[Stored data entries]
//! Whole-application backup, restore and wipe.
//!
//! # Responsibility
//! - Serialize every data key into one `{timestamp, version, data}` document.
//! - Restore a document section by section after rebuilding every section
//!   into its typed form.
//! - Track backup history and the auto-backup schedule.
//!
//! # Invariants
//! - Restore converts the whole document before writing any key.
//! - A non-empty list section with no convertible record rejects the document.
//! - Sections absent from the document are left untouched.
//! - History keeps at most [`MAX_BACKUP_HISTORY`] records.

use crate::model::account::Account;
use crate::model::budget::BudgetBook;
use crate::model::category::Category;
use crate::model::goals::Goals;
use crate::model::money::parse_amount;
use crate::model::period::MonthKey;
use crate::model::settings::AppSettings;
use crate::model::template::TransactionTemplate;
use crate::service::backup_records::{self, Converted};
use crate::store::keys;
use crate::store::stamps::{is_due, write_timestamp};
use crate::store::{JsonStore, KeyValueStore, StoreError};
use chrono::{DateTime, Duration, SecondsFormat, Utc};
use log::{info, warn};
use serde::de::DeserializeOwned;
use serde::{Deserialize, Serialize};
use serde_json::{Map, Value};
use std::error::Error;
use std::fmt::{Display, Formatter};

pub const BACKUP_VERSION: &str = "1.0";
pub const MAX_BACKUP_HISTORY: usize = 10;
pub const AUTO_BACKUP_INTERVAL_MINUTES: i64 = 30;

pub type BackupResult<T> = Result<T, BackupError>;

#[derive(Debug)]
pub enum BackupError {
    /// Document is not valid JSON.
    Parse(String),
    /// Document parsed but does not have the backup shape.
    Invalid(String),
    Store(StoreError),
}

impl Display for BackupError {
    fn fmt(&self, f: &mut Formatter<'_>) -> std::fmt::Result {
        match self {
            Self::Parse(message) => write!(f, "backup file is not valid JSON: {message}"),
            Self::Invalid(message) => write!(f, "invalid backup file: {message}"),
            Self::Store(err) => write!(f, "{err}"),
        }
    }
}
...
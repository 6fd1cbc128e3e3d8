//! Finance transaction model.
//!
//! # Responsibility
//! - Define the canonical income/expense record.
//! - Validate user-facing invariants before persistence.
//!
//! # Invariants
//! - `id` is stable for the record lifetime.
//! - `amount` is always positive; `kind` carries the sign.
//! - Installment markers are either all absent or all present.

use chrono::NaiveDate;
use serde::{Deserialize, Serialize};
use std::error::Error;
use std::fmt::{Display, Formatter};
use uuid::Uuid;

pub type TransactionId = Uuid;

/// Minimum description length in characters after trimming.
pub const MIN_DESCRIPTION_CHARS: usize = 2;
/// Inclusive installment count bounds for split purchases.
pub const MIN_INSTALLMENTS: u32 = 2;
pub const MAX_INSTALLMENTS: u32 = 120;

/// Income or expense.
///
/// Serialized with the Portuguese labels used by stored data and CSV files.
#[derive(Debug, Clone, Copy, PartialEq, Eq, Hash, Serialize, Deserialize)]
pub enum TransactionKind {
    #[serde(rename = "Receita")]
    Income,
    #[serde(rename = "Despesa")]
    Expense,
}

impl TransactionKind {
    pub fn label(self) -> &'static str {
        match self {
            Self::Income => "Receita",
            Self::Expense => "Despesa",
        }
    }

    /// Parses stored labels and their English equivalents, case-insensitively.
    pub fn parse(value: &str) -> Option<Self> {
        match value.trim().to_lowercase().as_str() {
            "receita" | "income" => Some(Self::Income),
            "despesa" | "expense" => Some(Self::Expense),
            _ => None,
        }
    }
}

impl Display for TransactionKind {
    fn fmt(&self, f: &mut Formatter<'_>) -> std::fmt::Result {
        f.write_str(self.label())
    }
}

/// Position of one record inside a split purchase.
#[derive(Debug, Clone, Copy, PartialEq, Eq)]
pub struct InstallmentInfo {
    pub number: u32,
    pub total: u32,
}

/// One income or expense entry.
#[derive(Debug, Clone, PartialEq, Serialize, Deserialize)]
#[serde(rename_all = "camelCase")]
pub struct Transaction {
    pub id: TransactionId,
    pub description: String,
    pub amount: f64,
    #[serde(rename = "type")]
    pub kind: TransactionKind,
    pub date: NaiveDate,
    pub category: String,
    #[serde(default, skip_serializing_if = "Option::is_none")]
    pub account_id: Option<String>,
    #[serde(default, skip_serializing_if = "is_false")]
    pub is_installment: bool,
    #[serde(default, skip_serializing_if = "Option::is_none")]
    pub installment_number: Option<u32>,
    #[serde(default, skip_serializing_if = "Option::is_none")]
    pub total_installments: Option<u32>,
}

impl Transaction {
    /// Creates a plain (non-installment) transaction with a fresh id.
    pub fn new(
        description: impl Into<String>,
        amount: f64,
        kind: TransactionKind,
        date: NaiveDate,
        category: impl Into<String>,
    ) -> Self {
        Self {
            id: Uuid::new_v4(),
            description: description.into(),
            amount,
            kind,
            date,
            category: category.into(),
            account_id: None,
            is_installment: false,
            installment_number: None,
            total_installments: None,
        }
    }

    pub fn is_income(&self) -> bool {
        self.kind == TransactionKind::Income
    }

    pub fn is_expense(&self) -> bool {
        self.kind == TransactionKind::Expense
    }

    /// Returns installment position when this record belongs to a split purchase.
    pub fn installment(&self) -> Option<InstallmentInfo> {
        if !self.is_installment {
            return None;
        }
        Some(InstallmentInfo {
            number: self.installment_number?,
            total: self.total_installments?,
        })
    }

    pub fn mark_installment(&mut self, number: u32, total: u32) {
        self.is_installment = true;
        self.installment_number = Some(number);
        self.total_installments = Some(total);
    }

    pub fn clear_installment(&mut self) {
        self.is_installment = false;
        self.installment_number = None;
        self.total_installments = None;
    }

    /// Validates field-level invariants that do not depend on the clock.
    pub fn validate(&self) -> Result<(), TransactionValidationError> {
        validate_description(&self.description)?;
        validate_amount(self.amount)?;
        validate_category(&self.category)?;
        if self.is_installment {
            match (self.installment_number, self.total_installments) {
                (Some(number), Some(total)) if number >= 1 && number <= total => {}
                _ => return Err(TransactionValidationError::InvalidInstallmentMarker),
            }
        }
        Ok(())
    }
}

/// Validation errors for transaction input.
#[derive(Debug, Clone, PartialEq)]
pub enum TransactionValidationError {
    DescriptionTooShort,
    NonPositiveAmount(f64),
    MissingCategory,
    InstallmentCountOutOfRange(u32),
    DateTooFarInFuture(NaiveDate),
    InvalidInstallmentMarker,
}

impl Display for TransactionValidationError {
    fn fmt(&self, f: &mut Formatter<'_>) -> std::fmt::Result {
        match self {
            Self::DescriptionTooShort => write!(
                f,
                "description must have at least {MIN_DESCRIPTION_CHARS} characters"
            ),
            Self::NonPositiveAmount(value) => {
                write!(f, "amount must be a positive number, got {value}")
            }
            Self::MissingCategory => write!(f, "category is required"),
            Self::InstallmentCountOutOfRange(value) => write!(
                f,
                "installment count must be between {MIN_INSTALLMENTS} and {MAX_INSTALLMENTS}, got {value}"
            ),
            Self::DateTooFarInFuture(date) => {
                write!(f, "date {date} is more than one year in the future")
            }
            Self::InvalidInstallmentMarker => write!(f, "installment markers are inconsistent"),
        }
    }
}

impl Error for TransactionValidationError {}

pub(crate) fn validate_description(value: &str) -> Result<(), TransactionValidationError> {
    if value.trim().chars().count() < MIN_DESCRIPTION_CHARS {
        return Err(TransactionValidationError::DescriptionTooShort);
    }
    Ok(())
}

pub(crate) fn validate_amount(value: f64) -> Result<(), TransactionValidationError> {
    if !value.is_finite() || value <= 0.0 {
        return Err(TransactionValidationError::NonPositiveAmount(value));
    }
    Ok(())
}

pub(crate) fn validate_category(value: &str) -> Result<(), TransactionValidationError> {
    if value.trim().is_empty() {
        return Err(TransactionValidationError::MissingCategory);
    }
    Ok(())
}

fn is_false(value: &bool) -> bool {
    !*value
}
---
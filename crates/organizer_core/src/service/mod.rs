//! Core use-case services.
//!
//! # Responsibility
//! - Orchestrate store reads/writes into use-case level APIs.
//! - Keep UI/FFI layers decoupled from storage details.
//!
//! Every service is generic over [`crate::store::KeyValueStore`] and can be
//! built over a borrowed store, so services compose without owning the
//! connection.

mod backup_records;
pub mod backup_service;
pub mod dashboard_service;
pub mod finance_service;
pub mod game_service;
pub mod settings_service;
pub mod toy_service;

[ASSIGNED TASK] Provide the count of lines holding the word "usize" in these entries, and no other words.

[TASK OUTPUT] 2